One of my favorite things about being a parent is when one of my kids approaches me with a question. Something they are wondering about, mulling over. “Mom,” someone will say, “I have a question.” And in that moment, the pause before the asking, I brace myself. Because who knows what the question will be, or if I’ll even be able to answer it. But I love that they come to me for answers. I love the way the questions they ask give me glimpses into their little minds, revealing wonder, mystery, and logic. And I love that after the question is asked and it is time for the answer, we’ll have a chance to learn together.

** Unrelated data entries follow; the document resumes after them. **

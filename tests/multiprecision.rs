use approx::assert_relative_eq;
use channelsol::prelude::*;

#[test]
fn backends_agree_on_a_single_site_model() {
    let (double, conditions) = single_site(NumericBackend::Double);
    let (multi, _) = single_site(NumericBackend::MultiPrecision);

    let voltages = vec![-100.0, 0.0, 60.0];
    let d = VoltageSweep::new(&double, &conditions, voltages.clone())
        .unwrap()
        .run();
    let m = VoltageSweep::new(&multi, &conditions, voltages)
        .unwrap()
        .run();

    for (a, b) in d.eigen.iter().zip(&m.eigen) {
        for (x, y) in a.steady_state.iter().zip(&b.steady_state) {
            assert_relative_eq!(x, y, epsilon = 1e-10);
        }
        for (x, y) in a.current.iter().zip(&b.current) {
            let scale = x.abs().max(1e-3);
            assert!((x - y).abs() < 1e-6 * scale, "current {x} vs {y}");
        }
    }
    for (a, b) in d.qr.iter().zip(&m.qr) {
        for (x, y) in a.steady_state.iter().zip(&b.steady_state) {
            assert_relative_eq!(x, y, epsilon = 1e-10);
        }
    }
}

#[test]
fn multiprecision_svd_and_qr_agree_on_a_two_site_model() {
    let model = ModelSpec::new(2, vec!["Na", "Ca"], vec![1, 2])
        .with_backend(NumericBackend::MultiPrecision)
        .with_precision_digits(40)
        .compile()
        .unwrap();
    let conditions = Conditions::new(
        Concentrations::new()
            .with_solute("Na", 0.12, 0.12)
            .with_solute("Ca", 0.002, 0.002),
        EnergyProfile::new(vec![0.167, 0.333, 0.5, 0.667, 0.8333])
            .with_solute("Na", vec![8.0, -4.0, 20.0, -4.0, 8.0])
            .with_solute("Ca", vec![9.0, -12.0, 20.0, -12.0, 9.0]),
    );
    let results = VoltageSweep::new(&model, &conditions, vec![-60.0])
        .unwrap()
        .run();

    let svd = &results.svd[0];
    let qr = &results.qr[0];
    assert_eq!(svd.status, MethodStatus::Converged);
    for (x, y) in svd.steady_state.iter().zip(&qr.steady_state) {
        assert_relative_eq!(x, y, epsilon = 1e-12);
    }
    let sum: f64 = svd.steady_state.iter().sum();
    assert_relative_eq!(sum, 1.0, epsilon = 1e-12);
    // at 40 digits the null vector is resolved far below double roundoff
    assert!(svd.solver.residual_abs_sum < 1e-3 * svd.matrix.largest_element);
}

#[test]
fn extreme_profiles_remain_solvable_at_high_precision() {
    // a deep well behind a tall barrier spreads the rate constants over
    // ~16 orders of magnitude and pins nearly all probability on the
    // occupied state; the distribution must still come out exact
    let model = ModelSpec::new(1, vec!["Na"], vec![1])
        .with_backend(NumericBackend::MultiPrecision)
        .with_precision_digits(60)
        .compile()
        .unwrap();
    let conditions = Conditions::new(
        Concentrations::new().with_solute("Na", 0.145, 0.145),
        EnergyProfile::new(vec![0.25, 0.5, 0.75]).with_solute("Na", vec![18.0, -18.0, 18.0]),
    );
    let results = VoltageSweep::new(&model, &conditions, vec![0.0])
        .unwrap()
        .run();
    let record = &results.qr[0];

    let sum: f64 = record.steady_state.iter().sum();
    assert_relative_eq!(sum, 1.0, epsilon = 1e-9);
    // detailed balance ratio Ce * exp(-G_well)
    let ratio = record.steady_state[1] / record.steady_state[0];
    assert_relative_eq!(ratio, 0.145 * 18.0_f64.exp(), max_relative = 1e-6);
    for current in &record.current {
        assert!(current.abs() < 1e-6);
    }
}

fn single_site(backend: NumericBackend) -> (CompiledModel, Conditions) {
    let model = ModelSpec::new(1, vec!["Na"], vec![1])
        .with_backend(backend)
        .with_precision_digits(40)
        .compile()
        .unwrap();
    let conditions = Conditions::new(
        Concentrations::new().with_solute("Na", 0.145, 0.145),
        EnergyProfile::new(vec![0.25, 0.5, 0.75]).with_solute("Na", vec![8.0, -10.0, 8.0]),
    );
    (model, conditions)
}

My oldest, Hunter, is a great asker of questions. He loves to learn. But lately he is the one formulating the answers. I love encouraging him to find solutions, and express his thoughts and opinions. We are developing a mutual respect toward each other in our learning and understanding of things. Which makes it hard not to be completely honest and upfront with him when he approaches me with a really good question. Like how babies are made. But that is a topic for another post.
Most recently the subject of our conversation was Santa Claus. Yes, I know, it isn’t even November yet. But Santa has already become a frequent topic at our house. Hunter came home from school one day and started telling me about the BMX bike he wants for Christmas.

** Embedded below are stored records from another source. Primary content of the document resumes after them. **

//! Arbitrary-precision scalar backend
//!
//! [`Mpf`] wraps `astro-float` big floats behind the [`Real`](super::Real)
//! trait. Working precision is a process-wide setting expressed in decimal
//! digits, mirroring how the reference arbitrary-precision stacks configure a
//! single global `dps` before a computation. The sweep driver sets it from
//! the model's `precision_digits` before the first voltage is evaluated.

use std::cell::RefCell;
use std::cmp::Ordering;
use std::fmt;
use std::ops::{Add, Div, Mul, Neg, Sub};
use std::sync::atomic::{AtomicUsize, Ordering as AtomicOrdering};

use astro_float::{BigFloat, Consts, RoundingMode};

use super::Real;

const RM: RoundingMode = RoundingMode::ToEven;

/// Guard bits on top of the requested decimal precision.
const GUARD_BITS: usize = 32;

static PRECISION_BITS: AtomicUsize = AtomicUsize::new(200);

thread_local! {
    static CONSTS: RefCell<Consts> =
        RefCell::new(Consts::new().expect("allocation of the astro-float constants cache"));
}

/// Set the working precision in decimal digits for all subsequent [`Mpf`]
/// arithmetic in this process.
pub fn set_decimal_digits(digits: u32) {
    let bits = (digits as f64 * std::f64::consts::LOG2_10).ceil() as usize + GUARD_BITS;
    PRECISION_BITS.store(bits, AtomicOrdering::Relaxed);
}

/// Current working precision in bits.
pub fn precision_bits() -> usize {
    PRECISION_BITS.load(AtomicOrdering::Relaxed)
}

/// Arbitrary-precision float at the process-wide working precision.
#[derive(Clone, Debug)]
pub struct Mpf(BigFloat);

impl Mpf {
    fn prec() -> usize {
        precision_bits()
    }
}

impl fmt::Display for Mpf {
    fn fmt(&self, f: &mut fmt::Formatter<'_>) -> fmt::Result {
        write!(f, "{}", self.0)
    }
}

impl Add for Mpf {
    type Output = Mpf;

    fn add(self, rhs: Mpf) -> Mpf {
        Mpf(self.0.add(&rhs.0, Self::prec(), RM))
    }
}

impl Sub for Mpf {
    type Output = Mpf;

    fn sub(self, rhs: Mpf) -> Mpf {
        Mpf(self.0.sub(&rhs.0, Self::prec(), RM))
    }
}

impl Mul for Mpf {
    type Output = Mpf;

    fn mul(self, rhs: Mpf) -> Mpf {
        Mpf(self.0.mul(&rhs.0, Self::prec(), RM))
    }
}

impl Div for Mpf {
    type Output = Mpf;

    fn div(self, rhs: Mpf) -> Mpf {
        Mpf(self.0.div(&rhs.0, Self::prec(), RM))
    }
}

impl Neg for Mpf {
    type Output = Mpf;

    fn neg(self) -> Mpf {
        Mpf(-self.0)
    }
}

impl PartialEq for Mpf {
    fn eq(&self, other: &Self) -> bool {
        self.0 == other.0
    }
}

impl PartialOrd for Mpf {
    fn partial_cmp(&self, other: &Self) -> Option<Ordering> {
        self.0.partial_cmp(&other.0)
    }
}

impl Real for Mpf {
    fn zero() -> Self {
        Mpf(BigFloat::from_f64(0.0, Self::prec()))
    }

    fn one() -> Self {
        Mpf(BigFloat::from_f64(1.0, Self::prec()))
    }

    fn from_f64(value: f64) -> Self {
        Mpf(BigFloat::from_f64(value, Self::prec()))
    }

    fn to_f64(&self) -> f64 {
        // Round-trip through the decimal rendering; astro-float's Display is
        // exact to working precision and f64 parsing saturates to ±inf.
        format!("{}", self.0).parse::<f64>().unwrap_or(f64::NAN)
    }

    fn abs(&self) -> Self {
        Mpf(self.0.abs())
    }

    fn sqrt(&self) -> Self {
        Mpf(self.0.sqrt(Self::prec(), RM))
    }

    fn exp(&self) -> Self {
        CONSTS.with(|cc| Mpf(self.0.exp(Self::prec(), RM, &mut cc.borrow_mut())))
    }
}

#[cfg(test)]
mod tests {
    use super::*;

    #[test]
    fn arithmetic_round_trips_through_f64() {
        set_decimal_digits(40);
        let a = Mpf::from_f64(1.5);
        let b = Mpf::from_f64(0.25);
        let sum = (a.clone() + b.clone()).to_f64();
        assert_eq!(sum, 1.75);
        let quot = (a / b).to_f64();
        assert_eq!(quot, 6.0);
    }

    #[test]
    fn exp_resolves_beyond_double_range() {
        set_decimal_digits(40);
        // exp(-800) underflows f64 but must stay nonzero here
        let tiny = Mpf::from_f64(-800.0).exp();
        assert!(tiny > Mpf::zero());
        // and its log-magnitude survives a ratio back into range
        let ratio = (tiny.clone() / Mpf::from_f64(-790.0).exp()).to_f64();
        assert!((ratio - (-10.0_f64).exp()).abs() < 1e-10);
    }

    #[test]
    fn powi_handles_signs() {
        set_decimal_digits(30);
        let q = Mpf::from_f64(2.0);
        assert_eq!(q.powi(0).to_f64(), 1.0);
        assert_eq!(q.powi(3).to_f64(), 8.0);
        assert_eq!(q.powi(-2).to_f64(), 0.25);
    }

    #[test]
    fn comparisons_follow_value_order() {
        set_decimal_digits(30);
        let small = Mpf::from_f64(1.0e-3);
        let large = Mpf::from_f64(2.0);
        assert!(small < large);
        assert!(large.clone().neg() < small);
    }
}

“We’ll see what Santa says about it.” I said. And then I watched him make a face. One that said, ‘whatever, Mom.’ So I asked him, “What are you thinking about Santa these days?”
“Well, I know he isn’t real. Nobody can live in the North Pole, and Reindeer can’t fly.”

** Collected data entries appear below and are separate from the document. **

//! Backend-generic dense kernels
//!
//! The arbitrary-precision solve path cannot lean on nalgebra, so the three
//! steady-state methods are built from scratch over the [`Real`] scalar:
//! Householder QR, one-sided Jacobi SVD (whose sweep cap doubles as the
//! non-convergence signal), and shifted power iteration with deflation for
//! the dominant eigenpair. The same kernels instantiate at `f64` in tests to
//! cross-check the nalgebra path.

use crate::backend::Real;

/// Minimal row-major dense matrix.
#[derive(Clone, Debug)]
pub(crate) struct Mat<T> {
    rows: usize,
    cols: usize,
    data: Vec<T>,
}

impl<T: Real> Mat<T> {
    pub fn zeros(rows: usize, cols: usize) -> Self {
        Mat {
            rows,
            cols,
            data: vec![T::zero(); rows * cols],
        }
    }

    pub fn identity(n: usize) -> Self {
        let mut m = Mat::zeros(n, n);
        for i in 0..n {
            m.set(i, i, T::one());
        }
        m
    }

    pub fn nrows(&self) -> usize {
        self.rows
    }

    pub fn ncols(&self) -> usize {
        self.cols
    }

    pub fn get(&self, row: usize, col: usize) -> &T {
        &self.data[row * self.cols + col]
    }

    pub fn set(&mut self, row: usize, col: usize, value: T) {
        self.data[row * self.cols + col] = value;
    }

    pub fn transpose(&self) -> Mat<T> {
        let mut t = Mat::zeros(self.cols, self.rows);
        for i in 0..self.rows {
            for j in 0..self.cols {
                t.set(j, i, self.get(i, j).clone());
            }
        }
        t
    }

    pub fn column(&self, col: usize) -> Vec<T> {
        (0..self.rows).map(|i| self.get(i, col).clone()).collect()
    }

    pub fn mul_vec(&self, x: &[T]) -> Vec<T> {
        let mut y = Vec::with_capacity(self.rows);
        for i in 0..self.rows {
            let mut acc = T::zero();
            for j in 0..self.cols {
                acc = acc + self.get(i, j).clone() * x[j].clone();
            }
            y.push(acc);
        }
        y
    }

    /// Induced 1-norm: the largest absolute column sum.
    pub fn one_norm(&self) -> T {
        let mut best = T::zero();
        for j in 0..self.cols {
            let mut sum = T::zero();
            for i in 0..self.rows {
                sum = sum + self.get(i, j).abs();
            }
            if sum > best {
                best = sum;
            }
        }
        best
    }
}

pub(crate) fn dot<T: Real>(a: &[T], b: &[T]) -> T {
    let mut acc = T::zero();
    for (x, y) in a.iter().zip(b) {
        acc = acc + x.clone() * y.clone();
    }
    acc
}

pub(crate) fn norm2<T: Real>(v: &[T]) -> T {
    dot(v, v).sqrt()
}

/// Divide by the entry sum so occupancy probabilities sum to one.
pub(crate) fn normalize_by_sum<T: Real>(v: &mut [T]) {
    let mut sum = T::zero();
    for x in v.iter() {
        sum = sum + x.clone();
    }
    if !sum.is_zero() {
        for x in v.iter_mut() {
            *x = x.clone() / sum.clone();
        }
    }
}

/// Residuals of `m * x`: (sum of absolute values, sum of squares).
pub(crate) fn residual_sums<T: Real>(m: &Mat<T>, x: &[T]) -> (f64, f64) {
    let r = m.mul_vec(x);
    let mut abs_sum = T::zero();
    let mut sq_sum = T::zero();
    for e in &r {
        abs_sum = abs_sum + e.abs();
        sq_sum = sq_sum + e.clone() * e.clone();
    }
    (abs_sum.to_f64(), sq_sum.to_f64())
}

/// Householder QR factorization of a square matrix: `a = Q * R` with Q
/// orthogonal and R upper triangular.
pub(crate) fn householder_qr<T: Real>(a: &Mat<T>) -> (Mat<T>, Mat<T>) {
    let n = a.nrows();
    let mut r = a.clone();
    let mut q: Mat<T> = Mat::identity(n);

    for k in 0..n {
        let mut col_norm_sq = T::zero();
        for i in k..n {
            let e = r.get(i, k).clone();
            col_norm_sq = col_norm_sq + e.clone() * e;
        }
        let col_norm = col_norm_sq.sqrt();
        if col_norm.is_zero() {
            continue;
        }
        let alpha = if *r.get(k, k) >= T::zero() {
            -col_norm
        } else {
            col_norm
        };

        let mut v = vec![T::zero(); n];
        v[k] = r.get(k, k).clone() - alpha.clone();
        for i in (k + 1)..n {
            v[i] = r.get(i, k).clone();
        }
        let v_norm_sq = dot(&v[k..], &v[k..]);
        if v_norm_sq.is_zero() {
            continue;
        }
        let two = T::from_f64(2.0);

        // R <- H R on the trailing columns
        for j in k..n {
            let mut s = T::zero();
            for i in k..n {
                s = s + v[i].clone() * r.get(i, j).clone();
            }
            let f = two.clone() * s / v_norm_sq.clone();
            for i in k..n {
                let updated = r.get(i, j).clone() - f.clone() * v[i].clone();
                r.set(i, j, updated);
            }
        }
        // the reflection zeroes column k below the diagonal by construction
        r.set(k, k, alpha);
        for i in (k + 1)..n {
            r.set(i, k, T::zero());
        }

        // Q <- Q H
        for i in 0..n {
            let mut s = T::zero();
            for l in k..n {
                s = s + q.get(i, l).clone() * v[l].clone();
            }
            let f = two.clone() * s / v_norm_sq.clone();
            for l in k..n {
                let updated = q.get(i, l).clone() - f.clone() * v[l].clone();
                q.set(i, l, updated);
            }
        }
    }

    (q, r)
}

/// One-sided Jacobi SVD: orthogonalize the columns of `a` by plane
/// rotations, accumulating the right singular vectors in V. Returns the
/// singular values (unordered) and V, or `None` when the sweep cap is
/// reached before a rotation-free sweep — the explicit non-convergence
/// signal the solver reports.
pub(crate) fn jacobi_svd<T: Real>(
    a: &Mat<T>,
    tol: &T,
    max_sweeps: usize,
) -> Option<(Vec<T>, Mat<T>)> {
    let n = a.nrows();
    let mut work = a.clone();
    let mut v: Mat<T> = Mat::identity(n);
    let mut converged = false;

    for _ in 0..max_sweeps {
        let mut rotated = false;
        for p in 0..n {
            for q_col in (p + 1)..n {
                let mut app = T::zero();
                let mut aqq = T::zero();
                let mut apq = T::zero();
                for i in 0..n {
                    let ep = work.get(i, p).clone();
                    let eq = work.get(i, q_col).clone();
                    app = app + ep.clone() * ep.clone();
                    aqq = aqq + eq.clone() * eq.clone();
                    apq = apq + ep * eq;
                }
                if app.is_zero() || aqq.is_zero() {
                    continue;
                }
                let gate = tol.clone() * (app.clone() * aqq.clone()).sqrt();
                if apq.abs() <= gate {
                    continue;
                }
                rotated = true;

                let tau = (aqq - app) / (T::from_f64(2.0) * apq.clone());
                let t_mag = T::one() / (tau.abs() + (T::one() + tau.clone() * tau.clone()).sqrt());
                let t = if tau >= T::zero() { t_mag } else { -t_mag };
                let c = T::one() / (T::one() + t.clone() * t.clone()).sqrt();
                let s = c.clone() * t;

                for i in 0..n {
                    let wp = work.get(i, p).clone();
                    let wq = work.get(i, q_col).clone();
                    work.set(i, p, c.clone() * wp.clone() - s.clone() * wq.clone());
                    work.set(i, q_col, s.clone() * wp + c.clone() * wq);

                    let vp = v.get(i, p).clone();
                    let vq = v.get(i, q_col).clone();
                    v.set(i, p, c.clone() * vp.clone() - s.clone() * vq.clone());
                    v.set(i, q_col, s.clone() * vp + c.clone() * vq);
                }
            }
        }
        if !rotated {
            converged = true;
            break;
        }
    }

    if !converged {
        return None;
    }
    let sigmas: Vec<T> = (0..n).map(|j| norm2(&work.column(j))).collect();
    Some((sigmas, v))
}

/// Dominant eigenpair of a column-generator matrix by shifted power
/// iteration, plus the subdominant eigenvalue by deflation.
///
/// With `shift = 2 * max |diag|`, `B = m + shift * I` is elementwise
/// nonnegative and — by the Gershgorin bound on a generator's spectrum —
/// every eigenvalue of B has nonnegative real part, so for a real spectrum
/// modulus order equals algebraic order and the iterations select the two
/// largest-real-part eigenvalues.
/// The Perron vector of B is the null vector of `m`, and the all-ones vector
/// is its exact left eigenvector (columns of a generator sum to zero), which
/// makes the deflation step exact. The subdominant estimate is a Rayleigh
/// quotient and stays a diagnostic: if the subdominant pair is complex the
/// iteration is truncated at the cap.
pub(crate) fn dominant_pair<T: Real>(
    m: &Mat<T>,
    tol: &T,
    max_iters: usize,
) -> (Vec<T>, f64, f64) {
    let n = m.nrows();
    let mut largest_diag = T::zero();
    for i in 0..n {
        let d = m.get(i, i).abs();
        if d > largest_diag {
            largest_diag = d;
        }
    }
    let shift = T::from_f64(2.0) * largest_diag;

    let shifted_mul = |x: &[T]| -> Vec<T> {
        let mut y = m.mul_vec(x);
        for (yi, xi) in y.iter_mut().zip(x) {
            *yi = yi.clone() + shift.clone() * xi.clone();
        }
        y
    };

    // Perron iteration from the uniform positive vector
    let mut x = vec![T::from_f64(1.0 / n as f64); n];
    for _ in 0..max_iters {
        let mut y = shifted_mul(&x);
        let norm = norm2(&y);
        if norm.is_zero() {
            break;
        }
        for yi in y.iter_mut() {
            *yi = yi.clone() / norm.clone();
        }
        let mut delta = T::zero();
        for (yi, xi) in y.iter().zip(&x) {
            let d = (yi.clone() - xi.clone()).abs();
            if d > delta {
                delta = d;
            }
        }
        x = y;
        if delta < *tol {
            break;
        }
    }
    let ax = m.mul_vec(&x);
    let dominant = (dot(&x, &ax) / dot(&x, &x)).to_f64();

    // deflate against the exact left null vector (all ones)
    let mut v_sum = T::zero();
    for xi in &x {
        v_sum = v_sum + xi.clone();
    }
    let shift_total = shift.clone() + T::from_f64(dominant);
    let mut z: Vec<T> = (0..n)
        .map(|i| {
            if i % 2 == 0 {
                T::from_f64(1.0)
            } else {
                T::from_f64(-1.0)
            }
        })
        .collect();
    // Convergence is judged on the Rayleigh estimate, not the vector: a
    // complex or sign-flipping subdominant pair never settles elementwise.
    let mut subdominant_total = T::zero();
    for _ in 0..max_iters {
        let mut w = shifted_mul(&z);
        let mut z_sum = T::zero();
        for zi in &z {
            z_sum = z_sum + zi.clone();
        }
        let scale = shift_total.clone() * z_sum / v_sum.clone();
        for (wi, xi) in w.iter_mut().zip(&x) {
            *wi = wi.clone() - scale.clone() * xi.clone();
        }
        let norm = norm2(&w);
        if norm.is_zero() {
            break;
        }
        for wi in w.iter_mut() {
            *wi = wi.clone() / norm.clone();
        }
        let bw = shifted_mul(&w);
        let estimate = dot(&w, &bw) / dot(&w, &w);
        let delta = (estimate.clone() - subdominant_total.clone()).abs();
        let settled = delta < tol.clone() * (estimate.abs() + T::one());
        subdominant_total = estimate;
        z = w;
        if settled {
            break;
        }
    }
    let subdominant = (subdominant_total - shift).to_f64();

    (x, dominant, subdominant)
}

And this is where I had to admire his logic, and couldn’t make myself quell his very reasonable doubts. Instead, I pushed him a little bit. “So who do you think has been bringing you presents all this time?” I asked.
And of course Hunter, being the boy that he is, had an answer. Just not the one I expected. “I don’t know,” he shrugged. But clearly he’d been thinking about it. “The United States Government?”
Because of course if someone is going to bring you presents while you are sleeping, those toys and games your heart is most set upon, it is not going to be your parents. It is the government. I couldn’t help it. I had to laugh. And then I told him the truth, which unfortunately, was harder for him to believe than his own hypothesis.
“Why?” he wanted to know, “Would you and dad buy me all those presents?”
It was a little concerning, I have to admit.
But at this point, things got more complicated. My six-year old daughter came on the scene. She discovered that secret knowledge had been shared and wanted to know, “Why would you tell your son a secret, and not your daughter?”
So I bamboozled her — my daughter who believes in fairies with all her heart, and writes them notes to lure them to her room at night. I wasn’t ready to tell her the truth yet. So I told her that the secret was about the United States Government. It was just a little stretch. I told her that while the government does NOT bring gifts to kids at night, the CIA can sneak into people’s houses and listen to their phone conversations.
“Oh,” she said, her mouth a little cheerio. “Does Daddy know?”
So Hattie thinks she got the same information as Hunter. But I don’t feel bad about lying to her about it. For her the magic of childhood is still so real. And for Hunter, science and reason is growing into a whole new world of magic and wonder. One that I get to be a part of everytime I hear the words, “Mom, I have a really good question.”